Bus route in Darwin, Australia

Route 10 is the one of the busiest bus routes in Darwin, Australia operated by Darwinbus between Darwin City and Casuarina.

==History==
The route 10 has been operating in Darwin since bus services began in Darwin under the original government-owned operator, Darwin Bus Service (or DBS for short), operating between the Darwin bus terminus to Casuarina. In 1987, Casuarina Interchange was built moving all urban bus services travelling to and from Casuarina, into the bus interchange. Throughout the existence of Casuarina Interchange, route 10 departed on Bay B, on the side of Bradshaw Terrace. From the late 1990s to 2010, the service ran on a frequent clockface timetable of every 15mins during the day. After timetable adjustments in 2010, the timetable became erratic with unpredictable and patternless frequencies and departure times. In May 2025, the CLP government announced its plans to close the Casuarina and Darwin bus interchanges as part of the NT bus safety reform strategy, which closed on 27 October 2025. Inbound route 10 services stayed at Bay 'B' on the renamed Casuarina Bradshaw Terrace stop while outbound route 10 services were relocated to terminate at Bay 'E' at Casuarina Bradshaw Terrace.
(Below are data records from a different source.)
use anyhow::Result;
use crossterm::{
    event::{self, Event, KeyCode, KeyEvent, KeyEventKind, KeyModifiers},
    execute,
    terminal::{disable_raw_mode, enable_raw_mode, EnterAlternateScreen, LeaveAlternateScreen},
};
use pokedle::{Attribute, GameConfig, GameSession, Verdict};
use ratatui::{
    backend::CrosstermBackend,
    layout::{Constraint, Direction, Layout, Rect},
    style::{Color, Modifier, Style},
    text::{Line, Span},
    widgets::{Block, Borders, Cell, List, ListItem, ListState, Paragraph, Row, Table, TableState},
    Frame, Terminal,
};
use std::io;

const HINT_PLACEHOLDER_TEXT: &str = "Hints will appear here";

#[derive(Debug, Clone, Copy, PartialEq, Eq)]
pub enum MessageKind {
    Info,
    Error,
    Success,
}

pub struct App {
    pub session: GameSession,
    pub input: String,
    pub suggestions: Vec<String>,
    pub suggestion_state: ListState,
    pub board_state: TableState,
    pub hint_line: String,
    pub message: Option<(MessageKind, String)>,
    suggestion_limit: usize,
}

impl App {
    pub fn new(session: GameSession, config: &GameConfig) -> Self {
        let mut app = Self {
            session,
            input: String::new(),
            suggestions: Vec::new(),
            suggestion_state: ListState::default(),
            board_state: TableState::default(),
            hint_line: HINT_PLACEHOLDER_TEXT.to_string(),
            message: None,
            suggestion_limit: config.suggestion_limit,
        };
        app.refresh_suggestions();
        app
    }

    /// Returns false when the player asked to quit
    pub fn handle_key(&mut self, key: KeyEvent) -> bool {
        match key.code {
            KeyCode::Esc => return false,
            KeyCode::Char('c') if key.modifiers.contains(KeyModifiers::CONTROL) => return false,
            KeyCode::Enter => {
                if self.session.is_won() {
                    self.reset();
                } else {
                    self.submit();
                }
            }
            KeyCode::F(2) => self.show_hint(),
            KeyCode::F(5) => self.reset(),
            KeyCode::Tab => self.complete(),
            KeyCode::Down => self.next_suggestion(),
            KeyCode::Up => self.previous_suggestion(),
            KeyCode::PageDown => self.scroll_board(5),
            KeyCode::PageUp => self.scroll_board(-5),
            KeyCode::Backspace => {
                self.input.pop();
                self.refresh_suggestions();
            }
            KeyCode::Char(c) if !key.modifiers.contains(KeyModifiers::CONTROL) => {
                self.input.push(c);
                self.refresh_suggestions();
            }
            _ => {}
        }
        true
    }

    pub fn refresh_suggestions(&mut self) {
        self.suggestions = self
            .session
            .pokedex()
            .suggestions(&self.input, self.suggestion_limit)
            .into_iter()
            .map(str::to_string)
            .collect();
        self.suggestion_state.select(None);
    }

    pub fn selected_suggestion(&self) -> Option<&str> {
        self.suggestion_state
            .selected()
            .and_then(|i| self.suggestions.get(i))
            .map(String::as_str)
    }

    /// Guess the highlighted suggestion, or the typed text when none is highlighted
    pub fn submit(&mut self) {
        let guess = match self.selected_suggestion() {
            Some(name) => name.to_string(),
            None => self.input.trim().to_string(),
        };
        if guess.is_empty() {
            return;
        }

        match self.session.submit_guess(&guess) {
            Ok(outcome) => {
                self.message = if outcome.won {
                    Some((
                        MessageKind::Success,
                        format!(
                            "Congratulations! You found {} in {} tries. Press Enter to play again.",
                            outcome.record.guess.name, outcome.attempts
                        ),
                    ))
                } else {
                    None
                };
                self.input.clear();
                self.refresh_suggestions();
                let last = self.session.history().len() - 1;
                self.board_state.select(Some(last));
            }
            // Input stays in the box so the player can correct it
            Err(e) => {
                self.message = Some((MessageKind::Error, e.to_string()));
            }
        }
    }

    pub fn show_hint(&mut self) {
        self.hint_line = if self.session.hint_exhausted() {
            format!("Full name: {}", self.session.target().name)
        } else {
            format!("Hint: {}", self.session.hint())
        };
    }

    pub fn reset(&mut self) {
        self.session.reset();
        self.input.clear();
        self.hint_line = HINT_PLACEHOLDER_TEXT.to_string();
        self.message = Some((MessageKind::Info, "New game started.".to_string()));
        self.board_state.select(None);
        self.refresh_suggestions();
    }

    pub fn complete(&mut self) {
        let pick = self
            .selected_suggestion()
            .or_else(|| self.suggestions.first().map(String::as_str))
            .map(str::to_string);
        if let Some(name) = pick {
            self.input = name;
            self.refresh_suggestions();
        }
    }

    pub fn next_suggestion(&mut self) {
        let len = self.suggestions.len();
        if len == 0 {
            return;
        }
        let i = match self.suggestion_state.selected() {
            Some(i) if i + 1 < len => i + 1,
            Some(_) => 0,
            None => 0,
        };
        self.suggestion_state.select(Some(i));
    }

    pub fn previous_suggestion(&mut self) {
        let len = self.suggestions.len();
        if len == 0 {
            return;
        }
        let i = match self.suggestion_state.selected() {
            Some(0) | None => len - 1,
            Some(i) => i - 1,
        };
        self.suggestion_state.select(Some(i));
    }

    fn scroll_board(&mut self, delta: isize) {
        let len = self.session.history().len();
        if len == 0 {
            return;
        }
        let current = self.board_state.selected().unwrap_or(len - 1) as isize;
        let next = (current + delta).clamp(0, len as isize - 1);
        self.board_state.select(Some(next as usize));
    }
}

/// EXACT → affirmative, PARTIAL → caution, NONE → negative
pub fn verdict_style(verdict: Verdict) -> Style {
    match verdict {
        Verdict::Exact => Style::default().bg(Color::Green).fg(Color::White),
        Verdict::Partial => Style::default().bg(Color::Yellow).fg(Color::Black),
        Verdict::NoMatch => Style::default().bg(Color::Red).fg(Color::White),
    }
}

pub fn run_ui(app: &mut App) -> Result<()> {
    // Setup terminal
    enable_raw_mode()?;
    let mut stdout = io::stdout();
    execute!(stdout, EnterAlternateScreen)?;
    let backend = CrosstermBackend::new(stdout);
    let mut terminal = Terminal::new(backend)?;

    let res = run_app(&mut terminal, app);

    // Restore terminal
    disable_raw_mode()?;
    execute!(terminal.backend_mut(), LeaveAlternateScreen)?;
    terminal.show_cursor()?;

    if let Err(err) = res {
        tracing::error!(error = %err, "UI loop failed");
        println!("Error: {:?}", err);
    }

    Ok(())
}

fn run_app<B: ratatui::backend::Backend>(
    terminal: &mut Terminal<B>,
    app: &mut App,
) -> io::Result<()> {
    loop {
        terminal.draw(|f| ui(f, app))?;

        if let Event::Key(key) = event::read()? {
            if key.kind != KeyEventKind::Press {
                continue;
            }
            if !app.handle_key(key) {
                return Ok(());
            }
        }
    }
}

fn ui(f: &mut Frame, app: &mut App) {
    let chunks = Layout::default()
        .direction(Direction::Vertical)
        .constraints([
            Constraint::Length(4), // Title + hint
            Constraint::Length(3), // Input line
            Constraint::Min(0),    // Board + suggestions
            Constraint::Length(3), // Status bar
        ])
        .split(f.size());

    render_header(f, chunks[0], app);
    render_input(f, chunks[1], app);

    let content_chunks = Layout::default()
        .direction(Direction::Horizontal)
        .constraints([
            Constraint::Percentage(75), // Board
            Constraint::Percentage(25), // Suggestions
        ])
        .split(chunks[2]);

    render_board(f, content_chunks[0], app);
    render_suggestions(f, content_chunks[1], app);
    render_status_bar(f, chunks[3], app);
}

fn render_header(f: &mut Frame, area: Rect, app: &App) {
    let title = Line::from(vec![
        Span::styled(
            "Welcome to Pokedle!",
            Style::default()
                .fg(Color::Green)
                .add_modifier(Modifier::BOLD),
        ),
        Span::raw("  |  "),
        Span::styled(
            format!("Attempts: {}", app.session.attempts()),
            Style::default().fg(Color::White),
        ),
        Span::raw("  |  "),
        Span::styled("Green", Style::default().fg(Color::Green)),
        Span::raw("=match "),
        Span::styled("Yellow", Style::default().fg(Color::Yellow)),
        Span::raw("=partial "),
        Span::styled("Red", Style::default().fg(Color::Red)),
        Span::raw("=no match"),
    ]);

    let hint = Line::from(Span::styled(
        app.hint_line.clone(),
        Style::default()
            .fg(Color::Yellow)
            .add_modifier(Modifier::ITALIC),
    ));

    let header = Paragraph::new(vec![title, hint])
        .block(Block::default().borders(Borders::ALL).border_style(Style::default().fg(Color::Cyan)));

    f.render_widget(header, area);
}

fn render_input(f: &mut Frame, area: Rect, app: &App) {
    let input = Paragraph::new(app.input.as_str()).block(
        Block::default()
            .borders(Borders::ALL)
            .border_style(Style::default().fg(Color::Blue))
            .title(" Guess a Pokémon by name "),
    );
    f.render_widget(input, area);

    let cursor_x = area.x + 1 + app.input.chars().count() as u16;
    f.set_cursor(cursor_x.min(area.right().saturating_sub(2)), area.y + 1);
}

fn render_board(f: &mut Frame, area: Rect, app: &mut App) {
    let header_cells = std::iter::once("Name")
        .chain(Attribute::ALL.iter().map(|a| a.label()))
        .map(|h| {
            Cell::from(h).style(
                Style::default()
                    .fg(Color::White)
                    .add_modifier(Modifier::BOLD),
            )
        });

    let header = Row::new(header_cells)
        .style(Style::default().bg(Color::DarkGray))
        .height(1);

    let rows = app.session.history().iter().map(|record| {
        let mut cells = vec![Cell::from(truncate(&record.guess.name, 12))];
        for (attribute, verdict) in record.comparison.iter() {
            let text = truncate(&attribute.display_value(&record.guess), 18);
            cells.push(Cell::from(text).style(verdict_style(verdict)));
        }
        Row::new(cells).height(1)
    });

    let table = Table::new(
        rows,
        [
            Constraint::Length(12),
            Constraint::Length(9),
            Constraint::Length(9),
            Constraint::Length(6),
            Constraint::Length(9),
            Constraint::Length(16),
            Constraint::Length(18),
            Constraint::Length(4),
        ],
    )
    .header(header)
    .block(
        Block::default()
            .borders(Borders::ALL)
            .border_style(Style::default().fg(Color::White))
            .title(" Guesses "),
    )
    .highlight_style(Style::default().add_modifier(Modifier::BOLD));

    f.render_stateful_widget(table, area, &mut app.board_state);
}

fn render_suggestions(f: &mut Frame, area: Rect, app: &mut App) {
    let items: Vec<ListItem> = app
        .suggestions
        .iter()
        .map(|name| ListItem::new(name.as_str()))
        .collect();

    let list = List::new(items)
        .block(
            Block::default()
                .borders(Borders::ALL)
                .border_style(Style::default().fg(Color::White))
                .title(" Suggestions "),
        )
        .highlight_style(
            Style::default()
                .bg(Color::DarkGray)
                .add_modifier(Modifier::BOLD),
        )
        .highlight_symbol("→ ");

    f.render_stateful_widget(list, area, &mut app.suggestion_state);
}

fn render_status_bar(f: &mut Frame, area: Rect, app: &App) {
    let status_spans = match &app.message {
        Some((kind, text)) => {
            let color = match kind {
                MessageKind::Info => Color::Cyan,
                MessageKind::Error => Color::Red,
                MessageKind::Success => Color::Green,
            };
            vec![Span::styled(format!(" {}", text), Style::default().fg(color))]
        }
        None => vec![
            Span::styled(" Enter", Style::default().fg(Color::Yellow)),
            Span::raw(" Submit | "),
            Span::styled("Tab", Style::default().fg(Color::Yellow)),
            Span::raw(" Complete | "),
            Span::styled("↑/↓", Style::default().fg(Color::Yellow)),
            Span::raw(" Suggestions | "),
            Span::styled("F2", Style::default().fg(Color::Yellow)),
            Span::raw(" Hint | "),
            Span::styled("F5", Style::default().fg(Color::Yellow)),
            Span::raw(" Reset | "),
            Span::styled("Esc", Style::default().fg(Color::Red)),
            Span::raw(" Quit"),
        ],
    };

    let status_bar = Paragraph::new(Line::from(status_spans)).block(
        Block::default()
            .borders(Borders::ALL)
            .border_style(Style::default().fg(Color::White)),
    );

    f.render_widget(status_bar, area);
}

fn truncate(s: &str, max_len: usize) -> String {
    if s.chars().count() <= max_len {
        s.to_string()
    } else {
        let head: String = s.chars().take(max_len.saturating_sub(3)).collect();
        format!("{}...", head)
    }
}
Currently, on weekdays, the route 10 operates every 15 to 10 minutes on peak and up to 35min gaps off-peak. The service is supplemented by sister route No.4 and bus route No.5 both operating to and from Casuarina and Darwin City. Route 10 starts operating at 5:45am in the morning and ends with the last service leaving Darwin City at 9:20pm with it being 11:05 on Friday nights.